DATA UNDER STUDY >>
//! Watch an AZM processor: zone gains over TCP and source meters over UDP.
//!
//! Usage: cargo run --example monitor -- <host> [zones]
//!
//! Set RUST_LOG=atlas_azm=debug to see wire traffic.

use atlas_azm::{AzmClient, ClientConfig, FormatTag, Subscription};
use tokio::sync::mpsc;
use tracing_subscriber::EnvFilter;

#[tokio::main]
async fn main() -> Result<(), Box<dyn std::error::Error>> {
    tracing_subscriber::fmt()
        .with_env_filter(EnvFilter::try_from_default_env().unwrap_or_else(|_| "info".into()))
        .init();

    let mut args = std::env::args().skip(1);
    let Some(host) = args.next() else {
        eprintln!("usage: monitor <host> [zones]");
        std::process::exit(2);
    };
    let zones = args.next().map(|z| z.parse::<usize>()).transpose()?.unwrap_or(4);

    let client = AzmClient::start(ClientConfig::new(host)).await?;

    let mut subscriptions = Vec::new();
    for zone in 0..zones {
        subscriptions.push(client.subscribe(format!("ZoneName_{}", zone), FormatTag::Str)?);
        subscriptions.push(client.subscribe(format!("ZoneGain_{}", zone), FormatTag::Val)?);
        subscriptions.push(client.subscribe(format!("ZoneMute_{}", zone), FormatTag::Val)?);
        subscriptions.push(client.subscribe_meter(format!("SourceMeter_{}", zone), FormatTag::Val)?);
    }

    // Funnel every subscription into one stream
    let (tx, mut rx) = mpsc::unbounded_channel();
    for subscription in subscriptions {
        tokio::spawn(forward(subscription, tx.clone()));
    }
    drop(tx);

    let mut states = client.state_changes();
    let mut errors = client.device_errors();

    loop {
        tokio::select! {
            _ = tokio::signal::ctrl_c() => break,
            Some(line) = rx.recv() => println!("{}", line),
            Ok(state) = states.recv() => println!("-- connection {}", state),
            Ok(error) = errors.recv() => println!("-- device error: {}", error.message),
        }
    }

    client.shutdown().await;
    println!("{} parameters cached", client.cache().len());
    Ok(())
}

async fn forward(mut subscription: Subscription, tx: mpsc::UnboundedSender<String>) {
    while let Ok(update) = subscription.recv().await {
        if tx
            .send(format!("{:<16} {:>8}", update.param, update.value))
            .is_err()
        {
            return;
        }
    }
}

TO DO >> Begin at the line that has "let Some(host) = args.next()" in the entries above; stop after the line that has "let zones = args.next().map(|z|". Transcribe exactly those lines and no others.

RESPONSE BOX >>
    let Some(host) = args.next() else {
        eprintln!("usage: monitor <host> [zones]");
        std::process::exit(2);
    };
    let zones = args.next().map(|z| z.parse::<usize>()).transpose()?.unwrap_or(4);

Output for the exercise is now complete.